* _Provided information_
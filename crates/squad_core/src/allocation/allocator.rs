//! Team allocation
//!
//! Phases, in order:
//! 1. rank the roster by overall score (ties keep input order)
//! 2. bucket by position
//! 3. compute the per-team position quota
//! 4. deal each bucket round-robin across teams up to the quota
//! 5. collect what no quota could absorb as overflow
//! 6. optionally backfill open outfield slots from outfield overflow
//! 7. with two teams, swap same-position starters while the score gap shrinks
//! 8. alternate the remaining overflow into substitute lists

use super::quota::PositionQuota;
use super::types::{AllocationRequest, AllocationResult, RosterEntry, Shortfall, TeamSheet};
use crate::error::{Result, SquadError};
use crate::models::Position;
use crate::player::validation::AttributeValidator;
use crate::rules::{get_rules, SquadRules};
use itertools::Itertools;
use rayon::prelude::*;
use std::collections::HashSet;
use tracing::{debug, info, warn};

/// A roster entry tagged with its place in the score ranking.
#[derive(Debug, Clone, Copy)]
struct Ranked {
    rank: usize,
    entry: RosterEntry,
}

#[derive(Debug, Default)]
struct Lineup {
    starters: Vec<Ranked>,
    total: u32,
}

impl Lineup {
    fn push(&mut self, player: Ranked) {
        self.total += player.entry.overall as u32;
        self.starters.push(player);
    }

    fn count(&self, position: Position) -> usize {
        self.starters.iter().filter(|p| p.entry.position == position).count()
    }

    fn outfield_count(&self) -> usize {
        self.starters.iter().filter(|p| p.entry.position.is_outfield()).count()
    }
}

/// Partitions a roster into balanced teams.
#[derive(Debug, Clone, Copy)]
pub struct TeamAllocator<'a> {
    rules: &'a SquadRules,
}

impl Default for TeamAllocator<'static> {
    fn default() -> Self {
        Self::new(get_rules())
    }
}

impl<'a> TeamAllocator<'a> {
    pub fn new(rules: &'a SquadRules) -> Self {
        Self { rules }
    }

    pub fn allocate(&self, request: &AllocationRequest) -> Result<AllocationResult> {
        self.validate(request)?;
        let team_count = request.team_count;
        let capacity = request.capacity;

        let ranked = rank_roster(&request.roster);
        let quota = PositionQuota::for_capacity(capacity, &self.rules.allocation);
        debug!(?quota, team_count, roster = ranked.len(), "allocation started");

        let mut lineups: Vec<Lineup> = (0..team_count).map(|_| Lineup::default()).collect();
        let mut overflow = Vec::new();
        let mut shortfalls = Vec::new();

        for (position, bucket) in Position::ALL.into_iter().zip(bucket_by_position(&ranked)) {
            let required = quota.get(position);
            let mut next_team = 0;
            for player in bucket {
                let open = (0..team_count)
                    .map(|k| (next_team + k) % team_count)
                    .find(|&t| lineups[t].count(position) < required);
                match open {
                    Some(team) => {
                        lineups[team].push(player);
                        next_team = (team + 1) % team_count;
                    }
                    None => overflow.push(player),
                }
            }

            for (team, lineup) in lineups.iter().enumerate() {
                let filled = lineup.count(position);
                if filled < required {
                    shortfalls.push(Shortfall { team, position, required, filled });
                }
            }
        }
        overflow.sort_by_key(|p| p.rank);

        if self.rules.allocation.backfill_outfield {
            overflow = backfill_outfield(&mut lineups, overflow, quota.outfield());
        }

        let (iterations, converged) = if team_count == 2 {
            self.rebalance(&mut lineups)
        } else {
            (0, true)
        };

        let mut substitutes: Vec<Vec<RosterEntry>> = vec![Vec::new(); team_count];
        for (i, player) in overflow.into_iter().enumerate() {
            substitutes[i % team_count].push(player.entry);
        }

        let teams: Vec<TeamSheet> = lineups
            .into_iter()
            .zip(substitutes)
            .enumerate()
            .map(|(index, (lineup, substitutes))| {
                let starters: Vec<RosterEntry> = lineup
                    .starters
                    .iter()
                    .sorted_by_key(|p| (p.entry.position, p.rank))
                    .map(|p| p.entry)
                    .collect();
                TeamSheet {
                    index,
                    quota,
                    open_slots: capacity.saturating_sub(starters.len()),
                    starters,
                    substitutes,
                    total_score: lineup.total,
                }
            })
            .collect();

        let result = AllocationResult { capacity, teams, shortfalls, iterations, converged };

        if result.is_underfilled() {
            warn!(
                open_slots = result.teams.iter().map(|t| t.open_slots).sum::<usize>(),
                "roster too small to fill every starting slot"
            );
        }
        for shortfall in &result.shortfalls {
            debug!(
                team = shortfall.team,
                position = %shortfall.position,
                missing = shortfall.missing(),
                "position quota not met"
            );
        }
        info!(
            teams = team_count,
            gap = result.score_gap(),
            substitutes = result.substitute_count(),
            iterations,
            "teams allocated"
        );

        Ok(result)
    }

    /// Allocate independent requests in parallel.
    pub fn allocate_batch(&self, requests: &[AllocationRequest]) -> Vec<Result<AllocationResult>> {
        requests.par_iter().map(|request| self.allocate(request)).collect()
    }

    fn validate(&self, request: &AllocationRequest) -> Result<()> {
        if !(1..=2).contains(&request.team_count) {
            return Err(SquadError::InvalidTeamCount(request.team_count as i64));
        }
        if request.capacity == 0 {
            return Err(SquadError::InvalidCapacity(0));
        }

        let mut seen = HashSet::with_capacity(request.roster.len());
        for entry in &request.roster {
            AttributeValidator::validate_overall(self.rules, entry.overall as i64)?;
            if !seen.insert(entry.id) {
                return Err(SquadError::DuplicatePlayer(entry.id));
            }
        }
        Ok(())
    }

    /// Apply the best same-position cross-team swap until none narrows the gap.
    fn rebalance(&self, lineups: &mut [Lineup]) -> (usize, bool) {
        let max_iterations = self.rules.allocation.max_rebalance_iterations;
        let (left, right) = lineups.split_at_mut(1);
        let (a, b) = (&mut left[0], &mut right[0]);

        let mut iterations = 0;
        while iterations < max_iterations {
            let Some((i, j)) = best_swap(a, b) else {
                debug!(iterations, gap = a.total.abs_diff(b.total), "rebalancing converged");
                return (iterations, true);
            };
            let (x, y) = (a.starters[i].entry.overall as u32, b.starters[j].entry.overall as u32);
            a.total = a.total - x + y;
            b.total = b.total - y + x;
            std::mem::swap(&mut a.starters[i], &mut b.starters[j]);
            iterations += 1;
        }

        let converged = best_swap(a, b).is_none();
        if !converged {
            warn!(iterations, "rebalancing stopped at the iteration cap");
        }
        (iterations, converged)
    }
}

/// Allocate with the embedded rules table.
pub fn allocate_teams(
    roster: Vec<RosterEntry>,
    team_count: usize,
    capacity: usize,
) -> Result<AllocationResult> {
    TeamAllocator::default().allocate(&AllocationRequest::new(roster, team_count, capacity))
}

/// Sort by overall descending; the stable sort keeps input order for ties.
fn rank_roster(roster: &[RosterEntry]) -> Vec<Ranked> {
    roster
        .iter()
        .sorted_by(|x, y| y.overall.cmp(&x.overall))
        .enumerate()
        .map(|(rank, entry)| Ranked { rank, entry: *entry })
        .collect()
}

fn bucket_by_position(ranked: &[Ranked]) -> [Vec<Ranked>; 4] {
    let mut buckets: [Vec<Ranked>; 4] = Default::default();
    for player in ranked {
        buckets[player.entry.position.index()].push(*player);
    }
    buckets
}

/// Hand outfield overflow to teams with open outfield slots, lowest total
/// first. Goalkeepers are never moved into outfield slots.
fn backfill_outfield(
    lineups: &mut [Lineup],
    overflow: Vec<Ranked>,
    outfield_slots: usize,
) -> Vec<Ranked> {
    let mut remaining = Vec::new();
    for player in overflow {
        if player.entry.position.is_goalkeeper() {
            remaining.push(player);
            continue;
        }
        let target = lineups
            .iter()
            .enumerate()
            .filter(|(_, l)| l.outfield_count() < outfield_slots)
            .min_by_key(|(i, l)| (l.total, *i))
            .map(|(i, _)| i);
        match target {
            Some(team) => {
                debug!(
                    player = player.entry.id,
                    team,
                    position = %player.entry.position,
                    "outfield slot backfilled"
                );
                lineups[team].push(player);
            }
            None => remaining.push(player),
        }
    }
    remaining
}

/// Best gap-reducing swap of two same-position starters, if any.
///
/// Ties keep the first pair in (position, team-0 order, team-1 order).
fn best_swap(a: &Lineup, b: &Lineup) -> Option<(usize, usize)> {
    let gap = a.total as i64 - b.total as i64;
    let mut best_gap = gap.abs();
    let mut best = None;

    for position in Position::ALL {
        let left = a.starters.iter().enumerate().filter(|(_, p)| p.entry.position == position);
        let right = b.starters.iter().enumerate().filter(|(_, p)| p.entry.position == position);
        for ((i, x), (j, y)) in left.cartesian_product(right.collect_vec()) {
            let delta = x.entry.overall as i64 - y.entry.overall as i64;
            let new_gap = (gap - 2 * delta).abs();
            if new_gap < best_gap {
                best_gap = new_gap;
                best = Some((i, j));
            }
        }
    }
    best
}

* _What to do_
Note every line of the entries in which "SquadError" appears, and copy it down.

* _Exercise output_
use crate::error::{Result, SquadError};
            return Err(SquadError::InvalidTeamCount(request.team_count as i64));
            return Err(SquadError::InvalidCapacity(0));
                return Err(SquadError::DuplicatePlayer(entry.id));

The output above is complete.